One of the great many things I love about Bristol is that there’s a lot of big companies here, and strangely, a lot congregated around a tiny little place called Filton, which funnily enough, is where I work…
HP is one of these such companies, and for me the fact it’s HP Research is even better, since R&D is one of the pathways I think would be interesting to pursue when I’m all done at university.
Anyway so this evening for the February Girl Geek Dinner, I headed over to HP Bristol for a talk on Big Data, Security and Twitterbots with Miranda Mobray who’s worked at HP for most of her career.
First off, she started talking about what is Big Data, and said 3 things define big data:
Volume: Well, it’s big. I can’t remember the actual amount but a few thousand terabytes and you have a big data set. Congratulations!
Velocity: data you want to process within a few hours, not a few weeks. This obviously causes a problem considering the sheer size of it…
Variety: data that’s in more than one format…which err isn’t strictly true? If you have data that’s in more than one format you’re just going to convert it to one singular format before starting processing to make it easier, so what does it matter if it’s not all in one format…
Miranda mentioned how a lot of recent searches on google about Big Data included “hadoop”, which is a programming language which is great for parallelism which would solve a few problems – however, a programming language is not the be all and end all of fixing a problem: 2 things stand in the way of this.
1. If your data set is getting exponentially bigger (the amount of data on the internet, in 2012, doubled every 18 months. Now it’s a heck of a lot faster than even that statistic), the algorithms need to scale, and therefore, parralellism is all well and good, but if it’s only designed to handle today’s amount of data, tomorrow’s will make it tip over…
2. Ultimately, if you don’t know the right questions, all you really have is…a big data set, so analysing the data is an even bigger problem than just from a technical perspective of “how the hell do we work with this”. Kind of like asking Deep thought what the answer to the meaning of Life is…
Miranda then went on to talk about the data processing related to security that she does at HP, particularly relating to attacks from DNS events. Some of the statistics – HP collects 120,000 DNS events per day, and they hold the data for 90 days – this is around 2 Petabytes of data. Whilst there’s an automated system which throws away 98% of this since a lot of DNS data isn’t relating to an attack or even figuring out if there was an attack, this is still quite a lot. On average there’s 1 bad event in 1 million DNS events, so for HP that’s…7 events per minute. The security team therefore have to have a way of suppressing or automating the clean up – so either they get notified about a bad event, then it gets put into the backlog for them to deal with later, or the user in question gets an automated email suggesting they get rid of the bad stuff on their machine.
In the break Miranda asked for questions and the usual topics such as NSA, GCHQ and various reports about how much data Facebook gives to other websites, and how HP and Miranda in particular are hoping to make sure their practices are ethical. This brought up the “Netflix Report”, in which Netflix published movies people had rented. From this collated data it was found the analysers could figure out the person’s name, based on their movie habits, which is erm. Quite scary.
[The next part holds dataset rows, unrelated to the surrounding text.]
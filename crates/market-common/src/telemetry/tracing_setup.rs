//! Tracing and logging setup
//!
//! Configures the `tracing` subscriber with environment-based filtering.
//! `RUST_LOG` takes precedence over the configured level when set.

use tracing::Level;
use tracing_subscriber::{
    fmt::{self, format::FmtSpan},
    layer::SubscriberExt,
    util::SubscriberInitExt,
    EnvFilter,
};

/// Tracing configuration options
#[derive(Debug, Clone)]
pub struct TracingConfig {
    /// Log level filter (e.g., "info", "debug", "trace")
    pub level: Level,
    /// Enable JSON output format
    pub json: bool,
    /// Include span events (new, close)
    pub span_events: bool,
    /// Include file and line numbers
    pub file_line: bool,
}

impl Default for TracingConfig {
    fn default() -> Self {
        Self {
            level: Level::INFO,
            json: false,
            span_events: false,
            file_line: true,
        }
    }
}

impl TracingConfig {
    /// Create a development configuration with debug logging
    #[must_use]
    pub fn development() -> Self {
        Self {
            level: Level::DEBUG,
            json: false,
            span_events: true,
            file_line: true,
        }
    }

    /// Create a production configuration with JSON logging
    #[must_use]
    pub fn production() -> Self {
        Self {
            level: Level::INFO,
            json: true,
            span_events: false,
            file_line: false,
        }
    }

    fn span_events(&self) -> FmtSpan {
        if self.span_events {
            FmtSpan::NEW | FmtSpan::CLOSE
        } else {
            FmtSpan::NONE
        }
    }
}

/// Initialize the tracing subscriber with default configuration
///
/// # Panics
/// Panics if the subscriber cannot be initialized (usually means it's already set).
pub fn init_tracing() {
    try_init_tracing_with_config(TracingConfig::default())
        .expect("tracing subscriber already initialized");
}

/// Try to initialize tracing, returning Ok if successful
///
/// Unlike `init_tracing`, this function will not panic if called multiple times.
pub fn try_init_tracing() -> Result<(), TracingError> {
    try_init_tracing_with_config(TracingConfig::default())
}

/// Try to initialize tracing with custom configuration
pub fn try_init_tracing_with_config(config: TracingConfig) -> Result<(), TracingError> {
    let env_filter = EnvFilter::try_from_default_env()
        .unwrap_or_else(|_| EnvFilter::new(config.level.to_string()));

    if config.json {
        let fmt_layer = fmt::layer()
            .json()
            .with_file(config.file_line)
            .with_line_number(config.file_line)
            .with_span_events(config.span_events());

        tracing_subscriber::registry()
            .with(env_filter)
            .with(fmt_layer)
            .try_init()
            .map_err(|_| TracingError::AlreadyInitialized)
    } else {
        let fmt_layer = fmt::layer()
            .with_file(config.file_line)
            .with_line_number(config.file_line)
            .with_span_events(config.span_events());

        tracing_subscriber::registry()
            .with(env_filter)
            .with(fmt_layer)
            .try_init()
            .map_err(|_| TracingError::AlreadyInitialized)
    }
}

/// Tracing initialization errors
#[derive(Debug, thiserror::Error)]
pub enum TracingError {
    #[error("Tracing subscriber already initialized")]
    AlreadyInitialized,
}

#[cfg(test)]
mod tests {
    use super::*;

    #[test]
    fn test_default_config() {
        let config = TracingConfig::default();
        assert_eq!(config.level, Level::INFO);
        assert!(!config.json);
        assert!(!config.span_events);
        assert!(config.file_line);
    }

    #[test]
    fn test_development_config() {
        let config = TracingConfig::development();
        assert_eq!(config.level, Level::DEBUG);
        assert!(!config.json);
        assert!(config.span_events);
    }

    #[test]
    fn test_production_config() {
        let config = TracingConfig::production();
        assert_eq!(config.level, Level::INFO);
        assert!(config.json);
        assert!(!config.file_line);
    }

    // Note: We can't easily test init_tracing in unit tests because
    // the global subscriber can only be set once per process.
}
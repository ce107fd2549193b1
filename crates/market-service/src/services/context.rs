//! Service context - dependency container for services
//!
//! Holds all repositories, the realtime publisher, and other dependencies
//! needed by services.

use std::sync::Arc;

use market_common::auth::JwtService;
use market_core::traits::{
    CommentRepository, ContractRepository, NotificationRepository, ReactionRepository,
    UserRepository,
};
use market_core::EntityId;
use market_db::PgPool;
use market_realtime::{Publisher, SharedRedisPool};

/// Service context containing all dependencies
///
/// This is the main dependency container that gets passed to all services.
/// It provides access to:
/// - Database repositories
/// - Redis pub/sub for realtime events
/// - JWT service for authentication
#[derive(Clone)]
pub struct ServiceContext {
    // Database pool
    pool: PgPool,

    // Redis pool
    redis_pool: SharedRedisPool,

    // Repositories
    user_repo: Arc<dyn UserRepository>,
    contract_repo: Arc<dyn ContractRepository>,
    comment_repo: Arc<dyn CommentRepository>,
    reaction_repo: Arc<dyn ReactionRepository>,
    notification_repo: Arc<dyn NotificationRepository>,

    // Pub/Sub
    publisher: Publisher,

    // Services
    jwt_service: Arc<JwtService>,
}

impl ServiceContext {
    /// Create a new service context with all dependencies
    #[allow(clippy::too_many_arguments)]
    pub fn new(
        pool: PgPool,
        redis_pool: SharedRedisPool,
        user_repo: Arc<dyn UserRepository>,
        contract_repo: Arc<dyn ContractRepository>,
        comment_repo: Arc<dyn CommentRepository>,
        reaction_repo: Arc<dyn ReactionRepository>,
        notification_repo: Arc<dyn NotificationRepository>,
        jwt_service: Arc<JwtService>,
    ) -> Self {
        // Clone the inner RedisPool from the Arc
        let publisher = Publisher::new((*redis_pool).clone());

        Self {
            pool,
            redis_pool,
            user_repo,
            contract_repo,
            comment_repo,
            reaction_repo,
            notification_repo,
            publisher,
            jwt_service,
        }
    }

    // === Database Pool ===

    /// Get the PostgreSQL connection pool
    pub fn pool(&self) -> &PgPool {
        &self.pool
    }

    /// Get the Redis connection pool
    pub fn redis_pool(&self) -> &SharedRedisPool {
        &self.redis_pool
    }

    // === Repositories ===

    /// Get the user repository
    pub fn user_repo(&self) -> &dyn UserRepository {
        self.user_repo.as_ref()
    }

    /// Get the contract repository
    pub fn contract_repo(&self) -> &dyn ContractRepository {
        self.contract_repo.as_ref()
    }

    /// Get the comment repository
    pub fn comment_repo(&self) -> &dyn CommentRepository {
        self.comment_repo.as_ref()
    }

    /// Get the reaction repository
    pub fn reaction_repo(&self) -> &dyn ReactionRepository {
        self.reaction_repo.as_ref()
    }

    /// Get the notification repository
    pub fn notification_repo(&self) -> &dyn NotificationRepository {
        self.notification_repo.as_ref()
    }

    // === Pub/Sub ===

    /// Get the Redis pub/sub publisher
    pub fn publisher(&self) -> &Publisher {
        &self.publisher
    }

    // === Services ===

    /// Get the JWT service
    pub fn jwt_service(&self) -> &JwtService {
        self.jwt_service.as_ref()
    }

    /// Generate a new random id
    pub fn generate_id(&self) -> EntityId {
        EntityId::random()
    }
}

impl std::fmt::Debug for ServiceContext {
    fn fmt(&self, f: &mut std::fmt::Formatter<'_>) -> std::fmt::Result {
        f.debug_struct("ServiceContext")
            .field("pool", &"PgPool")
            .field("redis_pool", &"SharedRedisPool")
            .field("repositories", &"...")
            .finish()
    }
}

/// Builder for creating ServiceContext with custom configuration
pub struct ServiceContextBuilder {
    pool: Option<PgPool>,
    redis_pool: Option<SharedRedisPool>,
    user_repo: Option<Arc<dyn UserRepository>>,
    contract_repo: Option<Arc<dyn ContractRepository>>,
    comment_repo: Option<Arc<dyn CommentRepository>>,
    reaction_repo: Option<Arc<dyn ReactionRepository>>,
    notification_repo: Option<Arc<dyn NotificationRepository>>,
    jwt_service: Option<Arc<JwtService>>,
}

impl ServiceContextBuilder {
    pub fn new() -> Self {
        Self {
            pool: None,
            redis_pool: None,
            user_repo: None,
            contract_repo: None,
            comment_repo: None,
            reaction_repo: None,
            notification_repo: None,
            jwt_service: None,
        }
    }

    pub fn pool(mut self, pool: PgPool) -> Self {
        self.pool = Some(pool);
        self
    }

    pub fn redis_pool(mut self, redis_pool: SharedRedisPool) -> Self {
        self.redis_pool = Some(redis_pool);
        self
    }

    pub fn user_repo(mut self, repo: Arc<dyn UserRepository>) -> Self {
        self.user_repo = Some(repo);
        self
    }

    pub fn contract_repo(mut self, repo: Arc<dyn ContractRepository>) -> Self {
        self.contract_repo = Some(repo);
        self
    }

    pub fn comment_repo(mut self, repo: Arc<dyn CommentRepository>) -> Self {
        self.comment_repo = Some(repo);
        self
    }

    pub fn reaction_repo(mut self, repo: Arc<dyn ReactionRepository>) -> Self {
        self.reaction_repo = Some(repo);
        self
    }

    pub fn notification_repo(mut self, repo: Arc<dyn NotificationRepository>) -> Self {
        self.notification_repo = Some(repo);
        self
    }

    pub fn jwt_service(mut self, service: Arc<JwtService>) -> Self {
        self.jwt_service = Some(service);
        self
    }

    /// Build the ServiceContext
    ///
    /// # Errors
    /// Returns `ServiceError::Validation` if any required dependency is missing
    pub fn build(self) -> super::error::ServiceResult<ServiceContext> {
        Ok(ServiceContext::new(
            self.pool
                .ok_or_else(|| super::error::ServiceError::validation("pool is required"))?,
            self.redis_pool
                .ok_or_else(|| super::error::ServiceError::validation("redis_pool is required"))?,
            self.user_repo
                .ok_or_else(|| super::error::ServiceError::validation("user_repo is required"))?,
            self.contract_repo
                .ok_or_else(|| super::error::ServiceError::validation("contract_repo is required"))?,
            self.comment_repo
                .ok_or_else(|| super::error::ServiceError::validation("comment_repo is required"))?,
            self.reaction_repo
                .ok_or_else(|| super::error::ServiceError::validation("reaction_repo is required"))?,
            self.notification_repo
                .ok_or_else(|| super::error::ServiceError::validation("notification_repo is required"))?,
            self.jwt_service
                .ok_or_else(|| super::error::ServiceError::validation("jwt_service is required"))?,
        ))
    }
}

impl Default for ServiceContextBuilder {
    fn default() -> Self {
        Self::new()
    }
}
On went the next section of the talk, discussing twitterbots. A few statistics:
11% of twitter users in 2011 were bots.
8% of links on twitter are bad…I don’t know if this is current.
40% of bots will get followed back on twitter, but only 20% of friend requests from bots on facebook get accepted – if the bot has mutual facebook friends, it’s 50%.
Miranda spoke about the types of twitter bots – scandals, marketing, even the Internet of Toaster bots and detailed cases where they’d been banned, such as one of theRealDonaldTrump accounts. Interestingly, speaking of the scandal bots which pick a female celebrity and say “dead/pregnant/naked!!!” with a link, Miranda mentioned she’d asked if it were possible to sue the owner of the bot for this kind of malicious tweeting – apparently, it’s not illegal which is kind of strange.
Trying not to creep us all out, Miranda also mentioned bot accounts such as ISSAbove and the Internet of Things usage of twitter, and other people brought up their own bots they’d made for service reasons, such as scraping twitter and the web for any mention of their favourite basketball teams or scores, and flight bots which allow you to request the next flight time and cost for various journeys.
Overall very interesting, and a great excuse to have a nosey at HP! I apologise for how lengthy this is since I haven’t really summarised…but I really found the whole talk very interesting, and I might even look at Hadoop as next on my “programming languages to try” list.